Though awards season is already upon us, it certainly doesn’t feel that way. Like so many other things in 2020, Hollywood is in the midst of a sea change. Even if you wanted to, it might be hard to name 10 great films that came out this year off the top of your head. That said, 2020 hasn’t been a total loss for great movies—as long as you know where to look. And if you want to look back even further (as any serious cineaste should), you’ll see that there are lots of movies that you’ve probably overlooked in the past 20 years that are definitely worth revisiting. They’re not all streaming on the major networks, but they can be rented from Amazon, Apple TV+, or YouTube. (We’ve included where you can get those that are streaming below.)
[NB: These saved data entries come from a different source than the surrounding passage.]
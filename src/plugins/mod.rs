pub mod animation;
pub mod assets;
pub mod camera;
pub mod level;
pub mod physics;
pub mod player;

pub use animation::AnimationPlugin;
pub use assets::GameAssetsPlugin;
pub use camera::CameraPlugin;
pub use level::LevelPlugin;
pub use physics::PhysicsPlugin;
pub use player::PlayerPlugin;
use bevy::prelude::*;
use serde::{Deserialize, Serialize};

/// Facing direction - which way the player sprite looks
#[derive(Component, Clone, Copy, Debug, PartialEq, Eq, Hash, Default, Serialize, Deserialize)]
pub enum FacingDirection {
    #[default]
    Left,
    Right,
}

impl FacingDirection {
    /// Suffix used for direction-specific sprite sheet names
    pub fn suffix(self) -> &'static str {
        match self {
            FacingDirection::Left => "left",
            FacingDirection::Right => "right",
        }
    }
}

/// Animation type - one sprite sheet per animation
#[derive(Clone, Copy, Debug, PartialEq, Eq, Hash, Default)]
pub enum AnimationType {
    #[default]
    Idle,
    Run,
    Jump,
    DoubleJump,
    Fall,
}

impl AnimationType {
    /// Sprite sheet file stem for this animation
    pub fn sheet_name(self) -> &'static str {
        match self {
            AnimationType::Idle => "idle",
            AnimationType::Run => "run",
            AnimationType::Jump => "jump",
            AnimationType::DoubleJump => "double_jump",
            AnimationType::Fall => "fall",
        }
    }

    /// Full sheet key, e.g. `run_left`
    pub fn sheet_key(self, facing: FacingDirection) -> String {
        format!("{}_{}", self.sheet_name(), facing.suffix())
    }
}

#[cfg(test)]
mod tests {
    use super::*;

    #[test]
    fn test_sheet_key_combines_name_and_direction() {
        assert_eq!(
            AnimationType::DoubleJump.sheet_key(FacingDirection::Right),
            "double_jump_right"
        );
        assert_eq!(AnimationType::Idle.sheet_key(FacingDirection::Left), "idle_left");
    }

    #[test]
    fn test_player_faces_left_by_default() {
        assert_eq!(FacingDirection::default(), FacingDirection::Left);
    }
}
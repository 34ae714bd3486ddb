pub mod assets;
pub mod components;
pub mod config;
pub mod enums;
pub mod level;
pub mod mask;
pub mod plugins;

pub use components::*;
pub use config::GameConfig;
pub use enums::*;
The big question, of course, is: What constitutes a movie being “underrated”? For the purposes of this list, we looked at movies that tanked at the box office (even if they earned a better reputation once they were available on video-on-demand), films that seemed to invite a number of negative reviews and were worth giving a second chance, and movies that were well-reviewed by both critics and viewers, but just never seemed to find an audience. With that in mind, here’s everything you need to catch up on before starting your next 20 years of watching movies. 

The Assistant

[embedded content]

Ozark star Julia Garner delivers a brilliantly subtle performance as Jane, a recently hired assistant to a major Hollywood power player. While the bulk of her day involves monotonous tasks like answering phones and replenishing the refrigerator’s water supply, it’s within these mundanities that Jane—and the audience—begin to notice small details around the office that hint that not everything going on behind closed doors is appropriate. Garner’s performance, coupled with the film’s understated approach to the film industry’s rampant objectification and outright abuse of women, are what make The Assistant so effective. Writer/director Kitty Green (Casting JonBenét) trusts her audience to read between the lines and understand that this is a timely take on the Harvey Weinsteins of Hollywood. While The Assistant received great reviews nearly across the board, the film didn’t get much of a theatrical release (and made just $1 million). Hopefully that can change now that it’s streaming.

Where to stream it: Hulu


[embedded content]

Lena (Natalie Portman) is a cellular biologist whose Green Beret husband Kane (Oscar Isaac) suddenly shows up at home a year after being dispatched by the government to analyze an anomalous zone deemed “The Shimmer.” Kane has no recollection of where he has been, or how he got back. As his condition deteriorates, Lena is called out on a mission of her own to go explore The Shimmer herself. But when she and her team arrive, strange things start to happen—and it becomes clear that not everyone will make it out alive. While Annihilation was fairly well received by critics, it was pretty polarizing among audiences, and it’s almost easy to see why. The film was written and directed by Alex Garland, the man behind Ex-Machina (2014) and this year’s FX miniseries Devs—both projects that mix sci-fi themes with deep philosophical questions. Annihilation is no different, and will have you thinking about life, death, and the nature of humanity itself for days after.